Best viticulture practices: Shoot thinning
By: Maria Smith, HCS-OSU
This past week, I have received several questions on when, where, and what to shoot thin (ST), so now is the perfect time to highlight the importance of this practice. In 2017, I co-authored an in-depth article on shoot thinning with Dr. Michela Centinari at Penn State that can be used as a cited companion resource to this blog post.
Shoot thinning is the first important canopy management practice following dormant pruning, especially throughout Ohio and the Eastern US where high humidity, temperatures, and precipitation pose significant challenges to vigor control and disease management. This practice reduces the density of the canopy through the selective removal of excess shoots, in turn opening the canopy to increased sunlight exposure and airflow. The main benefits of ST include:
- Reduce excess yield and decrease fruit shading, thus improving fruit composition at harvest
- Improved winter bud cold hardiness through increased sunlight exposure during bud development
- Lower disease pressure due to a less humid, faster drying canopy environment and, again, more sunlight penetration through the canopy
ST is best performed when shoots are between approximately 6-12” in length and, if possible, following the last date of frost. However, as Hickey, 2021 noted, constraints for timing ST may be dependent on labor availability. Also, hybrid varieties can be thinned before Vinifera due to the highly fruitful nature of secondary and latent/basal buds in the event of a spring frost. Very early ST (< 4”) can reduce the practice benefits by inducing emergence of secondary and latent buds, while late ST (> 12”) can be difficult due to the lignification of the shoot base. Late thinning should be performed using pruning shears to reduce injury to the vine.
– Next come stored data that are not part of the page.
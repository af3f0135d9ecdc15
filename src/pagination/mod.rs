//! Pagination module
//!
//! Drives cursor-based listing calls: aggregate to a bounded `Vec`, stream
//! lazily, or collect everything through a filter.
//!
//! # Overview
//!
//! Every registry search endpoint returns a `Page` with an opaque
//! continuation token. The helpers here take a page-fetching closure so the
//! same walk serves registered models, model versions, prompts and logged
//! models alike.

mod aggregator;
mod types;

pub use aggregator::{aggregate, collect_all, paginate};
pub use types::{Page, PageRequest};

#[cfg(test)]
mod tests;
As of this week (5/16/22), we are approaching the start of the window for shoot thinning at Unit 2 in Wooster (Fig 1).
Fig 1. Shoot growth at E-L stage 12 on 5/14/22 on Marquette. At this stage, shoots are about 5 leaves unfolded and 4” in growth.
Density of shoots:
For the sake of speed, keep in mind that these are estimates and visual inspections are sufficient as you are thinning. Only in academia will we stand around precisely counting shoots!
- Vinifera: 3 to 5 shoots per foot of cordon (= 18 to 30 shoots per vine at 6’ spacing)
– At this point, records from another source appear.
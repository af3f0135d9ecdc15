//! Registry client interface
//!
//! `RegistryClient` is the seam between the facade and the registry
//! service. The facade never talks HTTP itself; it calls these operations
//! and interprets their errors. `RestRegistryClient` implements them over
//! the registry's REST API.

mod rest;

pub use rest::RestRegistryClient;

use crate::error::Result;
use crate::pagination::{Page, PageRequest};
use crate::types::{
    FileInfo, LoggedModel, ModelVersion, Prompt, PromptVersion, RegisteredModel, Run, StringMap,
};
use crate::uri::PromptRef;
use async_trait::async_trait;

/// Filter and ordering of a search call
#[derive(Debug, Clone, Default, PartialEq, Eq)]
pub struct SearchQuery {
    /// Filter expression, e.g. `name LIKE 'fore%'`
    pub filter: Option<String>,
    /// Columns with optional `ASC`/`DESC`
    pub order_by: Vec<String>,
}

impl SearchQuery {
    pub fn new() -> Self {
        Self::default()
    }

    #[must_use]
    pub fn filter(mut self, filter: impl Into<String>) -> Self {
        self.filter = Some(filter.into());
        self
    }

    #[must_use]
    pub fn order_by(mut self, column: impl Into<String>) -> Self {
        self.order_by.push(column.into());
        self
    }
}

/// Arguments of a model version creation
#[derive(Debug, Clone, Default, PartialEq, Eq)]
pub struct CreateModelVersion {
    pub name: String,
    pub source: String,
    pub run_id: Option<String>,
    pub model_id: Option<String>,
    pub tags: StringMap,
    pub description: Option<String>,
}

/// Arguments of a prompt registration
#[derive(Debug, Clone, Default, PartialEq, Eq)]
pub struct RegisterPrompt {
    pub name: String,
    pub template: String,
    pub commit_message: Option<String>,
    pub tags: StringMap,
}

/// Operations the facade needs from a registry service.
///
/// Implementations report registry failures as `Error::Registry` so the
/// facade can tell "already exists" and "not found" apart from transport
/// errors. Retries are the implementation's concern.
#[async_trait]
pub trait RegistryClient: Send + Sync {
    // Registered models and versions

    async fn create_registered_model(&self, name: &str) -> Result<RegisteredModel>;

    async fn create_model_version(&self, request: &CreateModelVersion) -> Result<ModelVersion>;

    async fn get_model_version(&self, name: &str, version: &str) -> Result<ModelVersion>;

    async fn search_registered_models(
        &self,
        query: &SearchQuery,
        page: PageRequest,
    ) -> Result<Page<RegisteredModel>>;

    async fn search_model_versions(
        &self,
        query: &SearchQuery,
        page: PageRequest,
    ) -> Result<Page<ModelVersion>>;

    async fn set_model_version_tag(
        &self,
        name: &str,
        version: &str,
        key: &str,
        value: &str,
    ) -> Result<()>;

    // Runs, artifacts and logged models

    async fn get_run(&self, run_id: &str) -> Result<Run>;

    /// List artifacts directly under `path` of a run's artifact root
    async fn list_run_artifacts(&self, run_id: &str, path: &str) -> Result<Vec<FileInfo>>;

    /// One page of logged models; the page size is the server's default
    async fn search_logged_models(
        &self,
        experiment_ids: &[String],
        filter: Option<&str>,
        page_token: Option<String>,
    ) -> Result<Page<LoggedModel>>;

    async fn get_logged_model(&self, model_id: &str) -> Result<LoggedModel>;

    /// Set (overwrite) the given tags on a logged model
    async fn set_logged_model_tags(&self, model_id: &str, tags: &StringMap) -> Result<()>;

    // Prompts

    async fn register_prompt(&self, request: &RegisterPrompt) -> Result<PromptVersion>;

    /// Load a prompt version; a missing prompt is `Ok(None)` when `allow_missing`
    async fn load_prompt(
        &self,
        prompt: &PromptRef,
        allow_missing: bool,
    ) -> Result<Option<PromptVersion>>;

    async fn search_prompts(&self, filter: Option<&str>, page: PageRequest) -> Result<Page<Prompt>>;

    async fn link_prompt_version_to_run(&self, run_id: &str, prompt_uri: &str) -> Result<()>;

    async fn link_prompt_version_to_model(
        &self,
        name: &str,
        version: u64,
        model_id: &str,
    ) -> Result<()>;

    async fn set_prompt_alias(&self, name: &str, alias: &str, version: u64) -> Result<()>;

    async fn delete_prompt_alias(&self, name: &str, alias: &str) -> Result<()>;
}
- Hybrids: 4 to 6 shoots per foot of cordon (= 24 to 36 shoots per vine at 6’ spacing)
- Native or Labrusca varieties: up to 15 shoots per foot of cordon (= up to 90 shoots per vine at 6’ spacing)
As Dr. Patty Skinkis mentioned at the OGWC in February, spur vs. cane pruning tends to shift labor demands in the vineyard: spur pruning, while quicker to perform during dormancy, often requires more labor for ST than cane pruning. This is because spurs from older cordons tend to produce latent shoots that require removal, while cane pruning will typically produce one, or occasionally two shoots depending on secondary bud break, at each node position along the cane (Fig 2, Fig 3).
Fig 2. Shoot density of 2-bud spur (left) vs. canes (right). Note: increased density often arises from latent buds of older cordon wood or on vines with excessive bud retention in spur-pruned vines. Photos from Unit 2, Wooster. 5/14/22
Fig 3. Ideal shoot density, representing approximately 4 shoots per 1’ of space in V. vinifera Chardonnay. Photo from Unit 2, Wooster. 5/14/22
What shoots to keep/remove?
In a spur-pruned vine, the fruitful primary shoots from count nodes 1-2 on each spur should be prioritized (Fig 4). If a spur is becoming stacked, one well-positioned healthy shoot closer to the cordon may be prioritized for spur renewal. Fruitless basal and latent, diseased, weak-growing, and poorly positioned shoots should be the first to go, especially in highly dense portions of the canopy (Fig 5).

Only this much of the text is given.